Exercise:
Show the lines below that contain the string "WHERE".
= = = =
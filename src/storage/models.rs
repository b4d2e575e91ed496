use serde::{Deserialize, Serialize};
use sqlx::FromRow;

use crate::parser::QuestionRecord;
use crate::utils::QpResult;

/// 题库中的一行；images 以 JSON 数组存储
#[derive(Debug, Clone, Serialize, Deserialize, FromRow)]
pub struct StoredQuestion {
    pub id: i64,
    pub dedup_key: String,
    pub text: String,
    pub images: String,
    pub created_at: Option<String>,
    pub updated_at: Option<String>,
}

impl StoredQuestion {
    pub fn into_record(self) -> QpResult<QuestionRecord> {
        let images: Vec<String> = serde_json::from_str(&self.images)?;
        Ok(QuestionRecord::from_parts(self.text, self.dedup_key, images))
    }
}

#[derive(Debug, Clone, Serialize, Deserialize, FromRow)]
pub struct CollectionRun {
    pub id: i64,
    pub source: String,
    pub question_count: i64,
    pub error: Option<String>,
    pub created_at: Option<String>,
}
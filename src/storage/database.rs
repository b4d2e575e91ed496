use sqlx::sqlite::{SqliteConnectOptions, SqlitePoolOptions};
use sqlx::SqlitePool;
use tracing::{debug, info};

use crate::parser::QuestionRecord;
use crate::storage::models::{CollectionRun, StoredQuestion};
use crate::utils::QpResult;

#[derive(Debug, Default, Clone, Copy, PartialEq, Eq)]
pub struct SaveSummary {
    pub inserted: usize,
    pub merged: usize,
}

pub struct Database {
    pool: SqlitePool,
}

impl Database {
    pub async fn new(database_path: &str) -> QpResult<Self> {
        if let Some(dir) = std::path::Path::new(database_path).parent() {
            if !dir.as_os_str().is_empty() {
                tokio::fs::create_dir_all(dir).await?;
            }
        }

        let pool = SqlitePoolOptions::new()
            .max_connections(5)
            .connect_with(
                SqliteConnectOptions::new()
                    .filename(database_path)
                    .create_if_missing(true),
            )
            .await?;

        info!("数据库连接成功: {}", database_path);
        Ok(Self { pool })
    }

    pub async fn init_schema(&self) -> QpResult<()> {
        sqlx::query(
            r#"
            CREATE TABLE IF NOT EXISTS questions (
                id INTEGER PRIMARY KEY AUTOINCREMENT,
                dedup_key TEXT NOT NULL UNIQUE,
                text TEXT NOT NULL,
                images TEXT NOT NULL DEFAULT '[]',
                created_at TEXT DEFAULT CURRENT_TIMESTAMP,
                updated_at TEXT DEFAULT CURRENT_TIMESTAMP
            )
            "#,
        )
        .execute(&self.pool)
        .await?;

        sqlx::query(
            r#"
            CREATE TABLE IF NOT EXISTS collection_runs (
                id INTEGER PRIMARY KEY AUTOINCREMENT,
                source TEXT NOT NULL,
                question_count INTEGER NOT NULL DEFAULT 0,
                error TEXT,
                created_at TEXT DEFAULT CURRENT_TIMESTAMP
            )
            "#,
        )
        .execute(&self.pool)
        .await?;

        info!("数据库表结构初始化完成");
        Ok(())
    }

    /// 把一批题目并入题库：新题插入；已有的题只合并图片，题干和选项保持不变
    pub async fn save_questions(
        &self,
        questions: &[QuestionRecord],
        max_images: usize,
    ) -> QpResult<SaveSummary> {
        let mut tx = self.pool.begin().await?;
        let mut summary = SaveSummary::default();

        for question in questions {
            let key = question.key().to_lowercase();
            let existing = sqlx::query_as::<_, StoredQuestion>(
                "SELECT * FROM questions WHERE dedup_key = ?",
            )
            .bind(&key)
            .fetch_optional(&mut *tx)
            .await?;

            match existing {
                None => {
                    let images: Vec<&String> = question.images().iter().take(max_images).collect();
                    sqlx::query("INSERT INTO questions (dedup_key, text, images) VALUES (?, ?, ?)")
                        .bind(&key)
                        .bind(question.text())
                        .bind(serde_json::to_string(&images)?)
                        .execute(&mut *tx)
                        .await?;
                    summary.inserted += 1;
                }
                Some(row) => {
                    let id = row.id;
                    let mut stored = row.into_record()?;
                    let added = stored.absorb_images(question.images(), max_images);
                    if added > 0 {
                        sqlx::query(
                            "UPDATE questions SET images = ?, updated_at = CURRENT_TIMESTAMP WHERE id = ?",
                        )
                        .bind(serde_json::to_string(stored.images())?)
                        .bind(id)
                        .execute(&mut *tx)
                        .await?;
                    }
                    debug!("题库中已有 [{}]，新增 {} 张图", key, added);
                    summary.merged += 1;
                }
            }
        }

        tx.commit().await?;
        info!(
            "题库保存完成: 新增 {} 道, 合并 {} 道",
            summary.inserted, summary.merged
        );
        Ok(summary)
    }

    /// 按入库顺序读取全部题目
    pub async fn load_questions(&self) -> QpResult<Vec<QuestionRecord>> {
        let rows = sqlx::query_as::<_, StoredQuestion>("SELECT * FROM questions ORDER BY id")
            .fetch_all(&self.pool)
            .await?;
        rows.into_iter().map(StoredQuestion::into_record).collect()
    }

    pub async fn record_run(
        &self,
        source: &str,
        question_count: usize,
        error: Option<&str>,
    ) -> QpResult<i64> {
        let result = sqlx::query(
            "INSERT INTO collection_runs (source, question_count, error) VALUES (?, ?, ?)",
        )
        .bind(source)
        .bind(question_count as i64)
        .bind(error)
        .execute(&self.pool)
        .await?;

        Ok(result.last_insert_rowid())
    }

    pub async fn recent_runs(&self, limit: i64) -> QpResult<Vec<CollectionRun>> {
        let runs = sqlx::query_as::<_, CollectionRun>(
            "SELECT * FROM collection_runs ORDER BY id DESC LIMIT ?",
        )
        .bind(limit)
        .fetch_all(&self.pool)
        .await?;
        Ok(runs)
    }

    pub async fn clear_all_tables(&self) -> QpResult<()> {
        sqlx::query("DELETE FROM questions").execute(&self.pool).await?;
        sqlx::query("DELETE FROM collection_runs").execute(&self.pool).await?;
        info!("已清空题库与采集记录");
        Ok(())
    }
}

#[cfg(test)]
mod tests {
    use super::*;

    async fn open(dir: &tempfile::TempDir) -> Database {
        let path = dir.path().join("bank").join("questions.db");
        let db = Database::new(path.to_str().unwrap()).await.unwrap();
        db.init_schema().await.unwrap();
        db
    }

    fn question(stem: &str, lines: &[&str], images: &[&str]) -> QuestionRecord {
        let mut q = QuestionRecord::new(stem);
        for line in lines {
            q.append_line(line);
        }
        for url in images {
            q.add_image(url, usize::MAX);
        }
        q
    }

    #[tokio::test]
    async fn known_keys_merge_images_and_keep_text() {
        let dir = tempfile::tempdir().unwrap();
        let db = open(&dir).await;

        let first = question("What is gravity?", &["a) A force"], &["https://a/g1.png"]);
        let summary = db.save_questions(&[first], 6).await.unwrap();
        assert_eq!(summary, SaveSummary { inserted: 1, merged: 0 });

        let again = question("WHAT IS GRAVITY?", &["z) other"], &["https://a/g1.png", "https://b/g2.png"]);
        let summary = db.save_questions(&[again], 6).await.unwrap();
        assert_eq!(summary, SaveSummary { inserted: 0, merged: 1 });

        let bank = db.load_questions().await.unwrap();
        assert_eq!(bank.len(), 1);
        assert_eq!(bank[0].text(), "What is gravity?\na) A force");
        assert_eq!(bank[0].images(), ["https://a/g1.png", "https://b/g2.png"]);
    }

    #[tokio::test]
    async fn bank_keeps_insertion_order_and_cap() {
        let dir = tempfile::tempdir().unwrap();
        let db = open(&dir).await;

        let urls: Vec<String> = (0..5).map(|i| format!("https://x/{}.png", i)).collect();
        let refs: Vec<&str> = urls.iter().map(String::as_str).collect();

        db.save_questions(&[question("B?", &[], &refs[..2]), question("A?", &[], &[])], 3)
            .await
            .unwrap();
        db.save_questions(&[question("C?", &[], &[]), question("B?", &[], &refs[2..])], 3)
            .await
            .unwrap();

        let bank = db.load_questions().await.unwrap();
        let keys: Vec<&str> = bank.iter().map(|q| q.key()).collect();
        assert_eq!(keys, vec!["b?", "a?", "c?"]);
        assert_eq!(bank[0].images().len(), 3);
    }

    #[tokio::test]
    async fn runs_are_recorded_and_cleared() {
        let dir = tempfile::tempdir().unwrap();
        let db = open(&dir).await;

        db.record_run("https://exam.example/p1", 12, None).await.unwrap();
        db.record_run("missing.html", 0, Some("本地快照文件不存在")).await.unwrap();
        db.save_questions(&[question("Define work", &[], &[])], 6).await.unwrap();

        let runs = db.recent_runs(10).await.unwrap();
        assert_eq!(runs.len(), 2);
        assert_eq!(runs[0].source, "missing.html");
        assert_eq!(runs[0].error.as_deref(), Some("本地快照文件不存在"));
        assert_eq!(runs[1].question_count, 12);

        db.clear_all_tables().await.unwrap();
        assert!(db.load_questions().await.unwrap().is_empty());
        assert!(db.recent_runs(10).await.unwrap().is_empty());
    }
}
= = = =
Solution to the problem:
                "SELECT * FROM questions WHERE dedup_key = ?",
                            "UPDATE questions SET images = ?, updated_at = CURRENT_TIMESTAMP WHERE id = ?",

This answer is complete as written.